- **PROBLEM TO SOLVE**
Retrieve all lines below that have the string "into".

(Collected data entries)
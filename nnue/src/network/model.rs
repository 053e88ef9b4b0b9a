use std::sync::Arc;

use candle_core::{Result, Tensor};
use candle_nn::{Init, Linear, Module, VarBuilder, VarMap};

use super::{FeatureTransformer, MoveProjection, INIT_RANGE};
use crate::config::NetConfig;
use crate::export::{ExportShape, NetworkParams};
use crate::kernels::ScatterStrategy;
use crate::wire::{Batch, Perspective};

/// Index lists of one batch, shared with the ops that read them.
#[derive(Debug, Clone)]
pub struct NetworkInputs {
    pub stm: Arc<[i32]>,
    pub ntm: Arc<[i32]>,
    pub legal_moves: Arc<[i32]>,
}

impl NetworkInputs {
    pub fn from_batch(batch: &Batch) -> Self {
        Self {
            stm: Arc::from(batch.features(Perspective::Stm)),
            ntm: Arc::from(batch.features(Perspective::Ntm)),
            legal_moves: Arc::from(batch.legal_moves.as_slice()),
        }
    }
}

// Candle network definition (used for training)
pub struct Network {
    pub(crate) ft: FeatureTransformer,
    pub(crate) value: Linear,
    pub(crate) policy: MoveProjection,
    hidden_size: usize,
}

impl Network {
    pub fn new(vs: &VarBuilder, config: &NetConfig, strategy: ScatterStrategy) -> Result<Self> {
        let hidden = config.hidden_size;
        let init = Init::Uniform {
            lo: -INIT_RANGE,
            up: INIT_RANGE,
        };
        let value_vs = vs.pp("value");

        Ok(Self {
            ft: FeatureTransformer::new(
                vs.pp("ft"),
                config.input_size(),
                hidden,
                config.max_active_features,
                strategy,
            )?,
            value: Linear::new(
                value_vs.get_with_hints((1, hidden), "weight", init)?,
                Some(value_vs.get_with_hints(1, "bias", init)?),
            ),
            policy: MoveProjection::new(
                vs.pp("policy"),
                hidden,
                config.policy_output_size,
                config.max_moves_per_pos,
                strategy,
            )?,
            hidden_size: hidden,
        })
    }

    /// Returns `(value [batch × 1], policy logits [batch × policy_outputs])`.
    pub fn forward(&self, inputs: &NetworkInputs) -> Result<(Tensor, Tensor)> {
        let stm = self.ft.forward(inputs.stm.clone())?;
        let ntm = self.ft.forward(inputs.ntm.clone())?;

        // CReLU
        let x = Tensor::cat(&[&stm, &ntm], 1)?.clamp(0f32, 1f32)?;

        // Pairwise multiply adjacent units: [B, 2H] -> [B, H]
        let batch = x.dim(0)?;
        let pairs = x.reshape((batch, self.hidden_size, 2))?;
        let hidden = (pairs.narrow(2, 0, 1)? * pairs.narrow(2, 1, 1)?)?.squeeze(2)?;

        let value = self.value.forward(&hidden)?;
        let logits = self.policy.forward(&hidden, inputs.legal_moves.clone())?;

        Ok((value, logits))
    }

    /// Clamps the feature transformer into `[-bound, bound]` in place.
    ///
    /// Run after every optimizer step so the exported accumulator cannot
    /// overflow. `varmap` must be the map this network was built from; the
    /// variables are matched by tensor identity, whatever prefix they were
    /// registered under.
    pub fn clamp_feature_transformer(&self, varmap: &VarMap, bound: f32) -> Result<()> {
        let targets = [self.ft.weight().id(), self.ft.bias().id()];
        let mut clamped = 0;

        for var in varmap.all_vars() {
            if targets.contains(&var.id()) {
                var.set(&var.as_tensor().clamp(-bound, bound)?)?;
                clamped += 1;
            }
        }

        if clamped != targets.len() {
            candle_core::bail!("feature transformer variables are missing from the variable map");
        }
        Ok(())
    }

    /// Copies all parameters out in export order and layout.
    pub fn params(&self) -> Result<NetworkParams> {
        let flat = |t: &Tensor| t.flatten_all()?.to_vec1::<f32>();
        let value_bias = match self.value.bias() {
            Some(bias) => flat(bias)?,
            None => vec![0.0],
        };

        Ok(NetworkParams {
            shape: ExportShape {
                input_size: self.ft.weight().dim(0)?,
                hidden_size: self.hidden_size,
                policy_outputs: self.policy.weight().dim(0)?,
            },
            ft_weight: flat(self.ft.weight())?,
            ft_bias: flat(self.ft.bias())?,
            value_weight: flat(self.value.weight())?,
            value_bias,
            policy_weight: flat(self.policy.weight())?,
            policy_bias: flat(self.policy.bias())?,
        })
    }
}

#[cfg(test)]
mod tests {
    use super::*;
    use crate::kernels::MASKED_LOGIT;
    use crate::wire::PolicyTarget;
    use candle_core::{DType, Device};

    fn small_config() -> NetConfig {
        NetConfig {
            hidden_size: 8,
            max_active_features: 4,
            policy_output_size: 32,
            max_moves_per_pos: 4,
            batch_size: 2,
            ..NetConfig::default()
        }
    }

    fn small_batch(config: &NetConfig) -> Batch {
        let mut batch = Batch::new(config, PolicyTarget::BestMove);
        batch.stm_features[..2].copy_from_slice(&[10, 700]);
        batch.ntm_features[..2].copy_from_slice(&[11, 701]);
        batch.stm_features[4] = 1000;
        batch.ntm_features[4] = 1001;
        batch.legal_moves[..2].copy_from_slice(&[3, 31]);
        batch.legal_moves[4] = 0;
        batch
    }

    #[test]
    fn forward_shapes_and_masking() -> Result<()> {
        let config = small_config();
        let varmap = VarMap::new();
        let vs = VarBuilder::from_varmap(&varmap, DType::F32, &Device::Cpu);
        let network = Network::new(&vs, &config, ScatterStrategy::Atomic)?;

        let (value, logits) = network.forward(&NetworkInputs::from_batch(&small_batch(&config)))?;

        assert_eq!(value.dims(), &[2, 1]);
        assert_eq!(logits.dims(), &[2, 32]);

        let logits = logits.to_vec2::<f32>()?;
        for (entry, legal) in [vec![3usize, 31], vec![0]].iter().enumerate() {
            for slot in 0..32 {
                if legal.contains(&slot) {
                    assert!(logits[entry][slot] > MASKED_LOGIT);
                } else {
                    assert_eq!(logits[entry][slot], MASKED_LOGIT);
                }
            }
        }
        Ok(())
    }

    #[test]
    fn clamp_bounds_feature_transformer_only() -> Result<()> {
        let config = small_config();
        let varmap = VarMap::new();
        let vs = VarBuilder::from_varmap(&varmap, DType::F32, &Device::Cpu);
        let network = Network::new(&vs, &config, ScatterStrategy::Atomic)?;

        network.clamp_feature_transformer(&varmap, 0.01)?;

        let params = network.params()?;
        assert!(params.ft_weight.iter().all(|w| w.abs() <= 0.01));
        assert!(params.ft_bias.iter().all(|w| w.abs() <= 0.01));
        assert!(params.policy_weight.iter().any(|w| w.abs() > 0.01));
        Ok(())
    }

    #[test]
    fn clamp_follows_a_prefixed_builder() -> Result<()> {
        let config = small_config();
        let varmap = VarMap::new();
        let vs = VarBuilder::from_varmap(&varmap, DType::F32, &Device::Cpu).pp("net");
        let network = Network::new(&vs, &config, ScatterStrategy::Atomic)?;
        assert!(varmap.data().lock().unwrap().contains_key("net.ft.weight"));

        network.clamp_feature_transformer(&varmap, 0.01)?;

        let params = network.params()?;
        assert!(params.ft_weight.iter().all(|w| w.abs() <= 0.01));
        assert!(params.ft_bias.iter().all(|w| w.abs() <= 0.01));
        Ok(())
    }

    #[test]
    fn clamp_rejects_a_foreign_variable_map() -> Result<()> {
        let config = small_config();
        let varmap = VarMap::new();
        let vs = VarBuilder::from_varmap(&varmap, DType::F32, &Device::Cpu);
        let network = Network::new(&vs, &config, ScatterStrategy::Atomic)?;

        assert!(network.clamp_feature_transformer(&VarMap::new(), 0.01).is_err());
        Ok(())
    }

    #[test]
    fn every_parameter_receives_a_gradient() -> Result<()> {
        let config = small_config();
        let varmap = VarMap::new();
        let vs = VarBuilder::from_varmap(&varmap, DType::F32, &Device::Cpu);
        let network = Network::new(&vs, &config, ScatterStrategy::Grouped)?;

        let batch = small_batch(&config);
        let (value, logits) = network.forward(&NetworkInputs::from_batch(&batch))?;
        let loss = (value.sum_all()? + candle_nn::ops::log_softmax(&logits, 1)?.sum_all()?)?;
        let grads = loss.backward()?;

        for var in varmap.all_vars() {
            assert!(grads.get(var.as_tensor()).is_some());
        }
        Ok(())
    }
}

--

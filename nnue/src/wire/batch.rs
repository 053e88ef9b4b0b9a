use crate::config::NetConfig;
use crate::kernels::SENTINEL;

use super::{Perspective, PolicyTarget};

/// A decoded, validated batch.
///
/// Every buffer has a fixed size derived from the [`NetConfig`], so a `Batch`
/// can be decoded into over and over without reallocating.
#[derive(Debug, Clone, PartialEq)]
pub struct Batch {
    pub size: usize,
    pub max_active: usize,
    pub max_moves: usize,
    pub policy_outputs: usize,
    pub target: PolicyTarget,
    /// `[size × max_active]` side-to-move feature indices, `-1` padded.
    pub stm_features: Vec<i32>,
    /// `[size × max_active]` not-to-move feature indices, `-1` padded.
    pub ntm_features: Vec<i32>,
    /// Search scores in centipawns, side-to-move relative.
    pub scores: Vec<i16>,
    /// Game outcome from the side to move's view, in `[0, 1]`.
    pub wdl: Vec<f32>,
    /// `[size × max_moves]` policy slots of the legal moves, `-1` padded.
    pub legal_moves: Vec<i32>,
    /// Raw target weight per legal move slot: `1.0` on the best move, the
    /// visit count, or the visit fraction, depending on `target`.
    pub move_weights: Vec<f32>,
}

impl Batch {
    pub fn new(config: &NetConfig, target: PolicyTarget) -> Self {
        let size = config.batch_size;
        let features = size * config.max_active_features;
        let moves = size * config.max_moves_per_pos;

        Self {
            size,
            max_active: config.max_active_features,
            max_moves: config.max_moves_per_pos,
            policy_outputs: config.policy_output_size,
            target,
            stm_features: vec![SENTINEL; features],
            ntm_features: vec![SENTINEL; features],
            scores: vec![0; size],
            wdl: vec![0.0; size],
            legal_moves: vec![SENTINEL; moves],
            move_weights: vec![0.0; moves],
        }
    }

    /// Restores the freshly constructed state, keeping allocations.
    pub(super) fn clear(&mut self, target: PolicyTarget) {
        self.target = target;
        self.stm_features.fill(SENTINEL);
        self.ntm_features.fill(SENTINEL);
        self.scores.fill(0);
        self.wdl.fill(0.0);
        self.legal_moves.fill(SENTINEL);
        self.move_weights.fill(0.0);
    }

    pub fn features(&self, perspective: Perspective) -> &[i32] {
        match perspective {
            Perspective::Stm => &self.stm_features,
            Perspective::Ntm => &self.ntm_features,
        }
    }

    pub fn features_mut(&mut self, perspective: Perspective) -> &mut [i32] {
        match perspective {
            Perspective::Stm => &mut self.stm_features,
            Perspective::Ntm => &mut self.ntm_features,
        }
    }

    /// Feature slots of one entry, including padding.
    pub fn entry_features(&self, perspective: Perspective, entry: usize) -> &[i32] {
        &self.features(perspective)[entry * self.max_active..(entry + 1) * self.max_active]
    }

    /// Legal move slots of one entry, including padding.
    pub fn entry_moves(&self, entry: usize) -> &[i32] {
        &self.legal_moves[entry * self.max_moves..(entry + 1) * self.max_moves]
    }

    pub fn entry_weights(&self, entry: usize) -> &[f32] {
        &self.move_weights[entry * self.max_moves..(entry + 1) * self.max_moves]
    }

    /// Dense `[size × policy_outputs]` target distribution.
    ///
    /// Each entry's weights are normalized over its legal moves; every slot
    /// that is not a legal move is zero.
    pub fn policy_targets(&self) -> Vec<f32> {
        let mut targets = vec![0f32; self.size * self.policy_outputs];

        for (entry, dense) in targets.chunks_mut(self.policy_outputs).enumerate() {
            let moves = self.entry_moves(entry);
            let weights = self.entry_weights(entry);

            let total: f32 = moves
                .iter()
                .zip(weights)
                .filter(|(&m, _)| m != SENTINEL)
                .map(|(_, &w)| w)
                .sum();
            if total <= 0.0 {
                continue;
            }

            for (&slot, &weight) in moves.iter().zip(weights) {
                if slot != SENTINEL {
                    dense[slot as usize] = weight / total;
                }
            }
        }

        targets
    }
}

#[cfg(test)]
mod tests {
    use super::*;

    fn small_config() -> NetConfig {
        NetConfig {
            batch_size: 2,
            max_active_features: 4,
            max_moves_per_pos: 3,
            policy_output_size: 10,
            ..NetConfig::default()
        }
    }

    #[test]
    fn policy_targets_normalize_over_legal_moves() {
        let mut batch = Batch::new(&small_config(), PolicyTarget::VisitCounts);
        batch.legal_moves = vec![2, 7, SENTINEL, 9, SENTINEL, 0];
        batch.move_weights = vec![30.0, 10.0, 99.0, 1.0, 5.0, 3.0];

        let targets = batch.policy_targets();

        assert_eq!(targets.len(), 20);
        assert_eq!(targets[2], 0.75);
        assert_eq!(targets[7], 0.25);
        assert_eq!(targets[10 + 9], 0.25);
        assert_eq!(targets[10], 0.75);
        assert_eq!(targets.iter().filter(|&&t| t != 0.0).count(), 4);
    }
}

* * *

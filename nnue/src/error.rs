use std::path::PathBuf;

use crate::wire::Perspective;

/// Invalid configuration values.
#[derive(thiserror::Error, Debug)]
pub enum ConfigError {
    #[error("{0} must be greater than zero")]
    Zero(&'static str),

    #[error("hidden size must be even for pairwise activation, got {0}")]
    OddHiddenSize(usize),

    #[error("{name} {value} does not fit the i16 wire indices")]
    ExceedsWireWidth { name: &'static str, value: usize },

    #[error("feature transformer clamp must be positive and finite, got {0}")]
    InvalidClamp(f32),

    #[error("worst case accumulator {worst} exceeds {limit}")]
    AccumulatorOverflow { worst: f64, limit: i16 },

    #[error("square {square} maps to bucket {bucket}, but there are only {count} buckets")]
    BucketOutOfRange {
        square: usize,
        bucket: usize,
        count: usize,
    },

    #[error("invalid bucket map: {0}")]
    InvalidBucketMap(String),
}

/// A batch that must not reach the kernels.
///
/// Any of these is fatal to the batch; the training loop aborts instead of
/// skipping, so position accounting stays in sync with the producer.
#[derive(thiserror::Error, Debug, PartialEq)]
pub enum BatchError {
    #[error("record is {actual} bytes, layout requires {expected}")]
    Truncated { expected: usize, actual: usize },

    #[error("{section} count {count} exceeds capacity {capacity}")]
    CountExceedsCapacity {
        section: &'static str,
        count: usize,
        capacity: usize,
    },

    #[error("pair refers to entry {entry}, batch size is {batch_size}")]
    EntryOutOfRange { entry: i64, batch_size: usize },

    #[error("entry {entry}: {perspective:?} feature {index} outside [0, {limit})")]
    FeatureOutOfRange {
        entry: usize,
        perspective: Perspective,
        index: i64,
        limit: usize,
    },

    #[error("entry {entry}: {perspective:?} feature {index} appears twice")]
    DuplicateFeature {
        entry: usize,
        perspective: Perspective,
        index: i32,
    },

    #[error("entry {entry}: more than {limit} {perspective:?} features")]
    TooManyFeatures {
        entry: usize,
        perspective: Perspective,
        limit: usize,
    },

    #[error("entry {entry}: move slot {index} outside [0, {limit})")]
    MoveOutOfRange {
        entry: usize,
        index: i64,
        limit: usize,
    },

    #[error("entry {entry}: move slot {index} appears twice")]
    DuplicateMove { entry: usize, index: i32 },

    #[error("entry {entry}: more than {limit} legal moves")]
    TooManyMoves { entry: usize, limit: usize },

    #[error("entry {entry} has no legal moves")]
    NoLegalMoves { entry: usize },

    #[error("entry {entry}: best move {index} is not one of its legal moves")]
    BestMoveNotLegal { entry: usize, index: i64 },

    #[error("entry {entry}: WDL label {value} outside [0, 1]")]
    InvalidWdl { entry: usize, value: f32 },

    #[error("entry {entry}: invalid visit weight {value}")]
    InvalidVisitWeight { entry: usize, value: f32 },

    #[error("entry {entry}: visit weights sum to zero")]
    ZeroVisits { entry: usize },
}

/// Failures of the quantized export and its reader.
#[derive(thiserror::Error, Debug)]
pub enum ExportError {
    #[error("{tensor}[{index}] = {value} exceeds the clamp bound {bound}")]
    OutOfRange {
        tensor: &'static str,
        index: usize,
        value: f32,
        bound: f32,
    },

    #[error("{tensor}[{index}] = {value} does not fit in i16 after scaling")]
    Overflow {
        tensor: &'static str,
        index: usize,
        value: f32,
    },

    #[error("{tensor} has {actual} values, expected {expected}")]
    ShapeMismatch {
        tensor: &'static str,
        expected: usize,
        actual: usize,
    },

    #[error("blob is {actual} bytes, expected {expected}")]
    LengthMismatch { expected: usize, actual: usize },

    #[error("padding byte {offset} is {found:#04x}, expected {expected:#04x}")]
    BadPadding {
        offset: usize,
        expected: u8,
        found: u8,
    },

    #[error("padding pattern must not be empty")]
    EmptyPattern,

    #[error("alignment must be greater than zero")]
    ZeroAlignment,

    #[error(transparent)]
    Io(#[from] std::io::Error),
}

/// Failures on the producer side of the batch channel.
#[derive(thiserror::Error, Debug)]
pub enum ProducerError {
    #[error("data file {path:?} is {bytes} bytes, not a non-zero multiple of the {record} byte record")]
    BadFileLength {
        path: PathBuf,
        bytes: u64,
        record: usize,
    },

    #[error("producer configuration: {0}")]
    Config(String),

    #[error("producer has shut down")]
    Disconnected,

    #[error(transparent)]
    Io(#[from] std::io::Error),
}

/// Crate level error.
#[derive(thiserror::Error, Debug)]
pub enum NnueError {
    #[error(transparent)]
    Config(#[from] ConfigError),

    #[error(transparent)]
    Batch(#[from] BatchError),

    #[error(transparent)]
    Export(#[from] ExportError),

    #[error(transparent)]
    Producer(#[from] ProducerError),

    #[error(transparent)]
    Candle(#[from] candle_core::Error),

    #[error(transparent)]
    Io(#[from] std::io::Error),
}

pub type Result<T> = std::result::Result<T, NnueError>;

- **ANSWER SECTION**
    /// Clamps the feature transformer into `[-bound, bound]` in place.
/// can be decoded into over and over without reallocating.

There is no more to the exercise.